Halliburton looks beyond U.S. shale, charting a “fundamentally different course”

David Wethe July 20, 2020

HOUSTON (Bloomberg) --Halliburton Co. is looking away from its traditional North American heartland for sales growth as the fracking behemoth works its way through an historic oil bust.

Shares for one of the world’s biggest oilfield service providers surged more than 8% on Monday after it posted $456 million in second-quarter free cash flow -- more than double expectations. Halliburton also told investors it’s charting a “fundamentally different course” after slashing jobs and the dividend in recent months.

“As oil demand recovers, I expect the international business will continue to be a more meaningful contributor to our revenue going forward,” Chief Executive Officer Jeff Miller told analysts and investors during a conference call. “North America production is likely to remain structurally lower in the foreseeable future and has slower growth going forward.”

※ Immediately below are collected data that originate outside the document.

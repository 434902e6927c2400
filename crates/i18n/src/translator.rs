//! Message formatting
//!
//! A [`Translator`] owns one fluent bundle for the negotiated locale and
//! resolves message keys to localized strings. Unknown keys fall back to the
//! key itself so a missing translation never breaks the chrome.

use fluent::{FluentBundle, FluentResource};
use thiserror::Error;
use unic_langid::LanguageIdentifier;

use crate::lang::negotiate;

const EN_FTL: &str = include_str!("../resources/en.ftl");
const RU_FTL: &str = include_str!("../resources/ru.ftl");

/// Internationalization errors
#[derive(Debug, Error)]
pub enum I18nError {
    /// An embedded resource failed to parse
    #[error("failed to parse fluent resource for locale {locale}")]
    ResourceParse {
        /// Locale whose resource is broken
        locale: String,
    },

    /// A resource could not be added to its bundle
    #[error("failed to build fluent bundle for locale {locale}")]
    Bundle {
        /// Locale whose bundle is broken
        locale: String,
    },
}

/// Resolves message keys to localized strings
pub struct Translator {
    bundle: FluentBundle<FluentResource>,
    locale: LanguageIdentifier,
}

impl Translator {
    /// Build a translator for the best match of the requested locales
    pub fn new(requested: &[&str]) -> Result<Self, I18nError> {
        let locale = negotiate(requested);
        let source = match locale.language.as_str() {
            "ru" => RU_FTL,
            _ => EN_FTL,
        };

        let resource =
            FluentResource::try_new(source.to_string()).map_err(|_| I18nError::ResourceParse {
                locale: locale.to_string(),
            })?;

        let mut bundle = FluentBundle::new(vec![locale.clone()]);
        // No placeables in the shell strings; skip the unicode isolation marks.
        bundle.set_use_isolating(false);
        bundle
            .add_resource(resource)
            .map_err(|_| I18nError::Bundle {
                locale: locale.to_string(),
            })?;

        Ok(Self { bundle, locale })
    }

    /// The negotiated locale this translator serves
    pub fn locale(&self) -> &LanguageIdentifier {
        &self.locale
    }

    /// Resolve `key` to its localized string
    ///
    /// Falls back to the key itself when the message is missing, logging the
    /// miss.
    pub fn text(&self, key: &str) -> String {
        let Some(pattern) = self.bundle.get_message(key).and_then(|m| m.value()) else {
            tracing::warn!(key, locale = %self.locale, "missing translation");
            return key.to_string();
        };
        let mut errors = Vec::new();
        let value = self.bundle.format_pattern(pattern, None, &mut errors);
        if !errors.is_empty() {
            tracing::warn!(key, ?errors, "translation formatted with errors");
        }
        value.into_owned()
    }
}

Miller has let go of workers and clipped Halliburton’s dividend after tumbling oil prices brought on by a global pandemic wrecked fracking far more than expected. Rival Schlumberger Ltd. predicted in April that as much as 60% of pressure pumping demand would fall off by July 1. As much as 85% of frack crews have lost work this year, according to Primary Vision Inc.

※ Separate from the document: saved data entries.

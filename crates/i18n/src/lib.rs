//! Internationalization for htracker
//!
//! Screen titles and chrome labels are resolved through a fluent-based
//! translator with embedded resources and language negotiation.

#![warn(missing_docs)]
#![warn(clippy::all)]

pub mod lang;
pub mod translator;

pub use lang::{available_locales, negotiate, DEFAULT_LOCALE};
pub use translator::{I18nError, Translator};
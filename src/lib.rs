//! htracker — navigation and layout shell of a habit-tracking app
//!
//! The shell wires a navigation stack, top bars, a bottom navigation bar, a
//! side drawer and a shared modal bottom sheet, and routes between a fixed
//! set of screens. Screen bodies are placeholders; the crate's subject is the
//! wiring.
//!
//! - [`app_ui`] provides routes, the router, chrome view-models, themes
//! - [`app_platform`] provides the host seams (system bars)
//! - [`i18n`] provides localized titles and labels
//! - [`scaffold`] composes them into the running shell

#![warn(missing_docs)]
#![warn(clippy::all)]

pub mod scaffold;

pub use scaffold::{AppScaffold, DrawerView, ScaffoldView, TopBarView};

// Re-export the crates the scaffold API surfaces.
pub use app_platform;
pub use app_ui;
pub use i18n;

Halliburton “inked simply outstanding results vs. expectations,” analysts at Tudor Pickering Holt & Co. wrote in a note to investors. “Structural cost cuts are clearly bearing fruit.”

With 75% of its planned cost cuts complete, Miller said the rest should be done by the end of September, largely focusing on international markets and real-estate holdings.

‘Frac Holiday’

The company reported second-quarter adjusted profit of 5 cents a share, compared with the 12.3-cent average loss forecast by analysts in a Bloomberg survey. The stock was up 6.2% to $13.89 at 11:24 a.m. in New York after earlier rising as much as 8.1% for the biggest advance in five weeks.

The second quarter “marked the near total shutdown of the U.S. oilfield,” Praveen Narra, an analyst at Raymond James & Associates Inc., wrote in a note to investors last week. “Companies saw a month-long ‘frac holiday’ with little to no activity, while drilling rigs declined at their fastest ever pace.”

With U.S. oil prices hovering around $40 a barrel, shale explorers are starting to open up idled wells and chewing into a backlog of partially finished wells that were halted before they were fracked.

More than 100,000 American oil workers have lost their jobs since the pandemic-induced slump began, with service companies bearing the brunt. After more than 200 oilfield service providers went under in the past five years, 2020 is shaping up to be the worst, with the highest volume of debt owed during bankruptcy, according to a July tally by law firm Haynes & Boone LLP.

Impairments

For the first three months of the year, before the worst of the oil-market crisis, the world’s three biggest oilfield service companies each had already announced more than $1 billion in charges that reflected the deterioration of their businesses.

Halliburton followed that up with $2.1 billion in additional impairments for the second quarter, mainly due the lower value of its fracking gear and real estate.

Halliburton was the first oilfield contractor to report second-quarter results. Baker Hughes Co., the No. 2 supplier, will report July 22, followed by Schlumberger, their largest rival, at the end of the week.